- _YOUR TASK_:
Reproduce the records word for word, with nothing left out.

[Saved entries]

—————

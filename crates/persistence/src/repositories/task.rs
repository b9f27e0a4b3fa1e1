//! Task repository for database operations.

use chrono::{DateTime, Utc};
use sqlx::SqlitePool;

use crate::entities::{TaskEntity, TaskStatusDb, TaskWithAssigneeEntity};
use crate::metrics::QueryTimer;

/// Repository for task-related database operations.
#[derive(Clone)]
pub struct TaskRepository {
    pool: SqlitePool,
}

impl TaskRepository {
    /// Creates a new TaskRepository with the given connection pool.
    pub fn new(pool: SqlitePool) -> Self {
        Self { pool }
    }

    /// Create a new open task. The store rejects inserts on closed boards.
    pub async fn create(
        &self,
        board_id: i64,
        user_id: i64,
        title: &str,
        description: Option<&str>,
        created_at: DateTime<Utc>,
    ) -> Result<TaskEntity, sqlx::Error> {
        let timer = QueryTimer::new("create_task");
        let result = sqlx::query_as::<_, TaskEntity>(
            r#"
            INSERT INTO tasks (board_id, user_id, title, description, status, created_at)
            VALUES ($1, $2, $3, $4, 'OPEN', $5)
            RETURNING id, board_id, user_id, title, description, status, created_at
            "#,
        )
        .bind(board_id)
        .bind(user_id)
        .bind(title)
        .bind(description)
        .bind(created_at)
        .fetch_one(&self.pool)
        .await;
        timer.record();
        result
    }

    /// Find a task by ID.
    pub async fn find_by_id(&self, id: i64) -> Result<Option<TaskEntity>, sqlx::Error> {
        let timer = QueryTimer::new("find_task_by_id");
        let result = sqlx::query_as::<_, TaskEntity>(
            r#"
            SELECT id, board_id, user_id, title, description, status, created_at
            FROM tasks
            WHERE id = $1
            "#,
        )
        .bind(id)
        .fetch_optional(&self.pool)
        .await;
        timer.record();
        result
    }

    /// Check whether a board already has a task with this title.
    pub async fn title_exists_on_board(
        &self,
        board_id: i64,
        title: &str,
    ) -> Result<bool, sqlx::Error> {
        let timer = QueryTimer::new("task_title_exists_on_board");
        let count = sqlx::query_scalar::<_, i64>(
            "SELECT COUNT(*) FROM tasks WHERE board_id = $1 AND title = $2",
        )
        .bind(board_id)
        .bind(title)
        .fetch_one(&self.pool)
        .await;
        timer.record();
        Ok(count? > 0)
    }

    /// Set a task's status. The store rejects backward transitions.
    pub async fn update_status(
        &self,
        id: i64,
        status: TaskStatusDb,
    ) -> Result<Option<TaskEntity>, sqlx::Error> {
        let timer = QueryTimer::new("update_task_status");
        let result = sqlx::query_as::<_, TaskEntity>(
            r#"
            UPDATE tasks
            SET status = $1
            WHERE id = $2
            RETURNING id, board_id, user_id, title, description, status, created_at
            "#,
        )
        .bind(status)
        .bind(id)
        .fetch_optional(&self.pool)
        .await;
        timer.record();
        result
    }

    /// Tasks of a board with their assignee names, in creation order.
    pub async fn list_for_board_with_assignees(
        &self,
        board_id: i64,
    ) -> Result<Vec<TaskWithAssigneeEntity>, sqlx::Error> {
        let timer = QueryTimer::new("list_tasks_for_board");
        let result = sqlx::query_as::<_, TaskWithAssigneeEntity>(
            r#"
            SELECT t.id, t.board_id, t.user_id, t.title, t.description, t.status, t.created_at,
                   u.name AS assignee_name
            FROM tasks t
            JOIN users u ON u.id = t.user_id
            WHERE t.board_id = $1
            ORDER BY t.created_at, t.id
            "#,
        )
        .bind(board_id)
        .fetch_all(&self.pool)
        .await;
        timer.record();
        result
    }
}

—————

- _FINISHED TASK_:
filename crates/persistence/src/repositories/task.rs
repository b9f27e0a4b3fa1e1
//! Task repository for database operations.

use chrono::{DateTime, Utc};
use sqlx::SqlitePool;

use crate::entities::{TaskEntity, TaskStatusDb, TaskWithAssigneeEntity};
use crate::metrics::QueryTimer;

/// Repository for task-related database operations.
#[derive(Clone)]
pub struct TaskRepository {
    pool: SqlitePool,
}

impl TaskRepository {
    /// Creates a new TaskRepository with the given connection pool.
    pub fn new(pool: SqlitePool) -> Self {
        Self { pool }
    }

    /// Create a new open task. The store rejects inserts on closed boards.
    pub async fn create(
        &self,
        board_id: i64,
        user_id: i64,
        title: &str,
        description: Option<&str>,
        created_at: DateTime<Utc>,
    ) -> Result<TaskEntity, sqlx::Error> {
        let timer = QueryTimer::new("create_task");
        let result = sqlx::query_as::<_, TaskEntity>(
            r#"
            INSERT INTO tasks (board_id, user_id, title, description, status, created_at)
            VALUES ($1, $2, $3, $4, 'OPEN', $5)
            RETURNING id, board_id, user_id, title, description, status, created_at
            "#,
        )
        .bind(board_id)
        .bind(user_id)
        .bind(title)
        .bind(description)
        .bind(created_at)
        .fetch_one(&self.pool)
        .await;
        timer.record();
        result
    }

    /// Find a task by ID.
    pub async fn find_by_id(&self, id: i64) -> Result<Option<TaskEntity>, sqlx::Error> {
        let timer = QueryTimer::new("find_task_by_id");
        let result = sqlx::query_as::<_, TaskEntity>(
            r#"
            SELECT id, board_id, user_id, title, description, status, created_at
            FROM tasks
            WHERE id = $1
            "#,
        )
        .bind(id)
        .fetch_optional(&self.pool)
        .await;
        timer.record();
        result
    }

    /// Check whether a board already has a task with this title.
    pub async fn title_exists_on_board(
        &self,
        board_id: i64,
        title: &str,
    ) -> Result<bool, sqlx::Error> {
        let timer = QueryTimer::new("task_title_exists_on_board");
        let count = sqlx::query_scalar::<_, i64>(
            "SELECT COUNT(*) FROM tasks WHERE board_id = $1 AND title = $2",
        )
        .bind(board_id)
        .bind(title)
        .fetch_one(&self.pool)
        .await;
        timer.record();
        Ok(count? > 0)
    }

    /// Set a task's status. The store rejects backward transitions.
    pub async fn update_status(
        &self,
        id: i64,
        status: TaskStatusDb,
    ) -> Result<Option<TaskEntity>, sqlx::Error> {
        let timer = QueryTimer::new("update_task_status");
        let result = sqlx::query_as::<_, TaskEntity>(
            r#"
            UPDATE tasks
            SET status = $1
            WHERE id = $2
            RETURNING id, board_id, user_id, title, description, status, created_at
            "#,
        )
        .bind(status)
        .bind(id)
        .fetch_optional(&self.pool)
        .await;
        timer.record();
        result
    }

    /// Tasks of a board with their assignee names, in creation order.
    pub async fn list_for_board_with_assignees(
        &self,
        board_id: i64,
    ) -> Result<Vec<TaskWithAssigneeEntity>, sqlx::Error> {
        let timer = QueryTimer::new("list_tasks_for_board");
        let result = sqlx::query_as::<_, TaskWithAssigneeEntity>(
            r#"
            SELECT t.id, t.board_id, t.user_id, t.title, t.description, t.status, t.created_at,
                   u.name AS assignee_name
            FROM tasks t
            JOIN users u ON u.id = t.user_id
            WHERE t.board_id = $1
            ORDER BY t.created_at, t.id
            "#,
        )
        .bind(board_id)
        .fetch_all(&self.pool)
        .await;
        timer.record();
        result
    }
}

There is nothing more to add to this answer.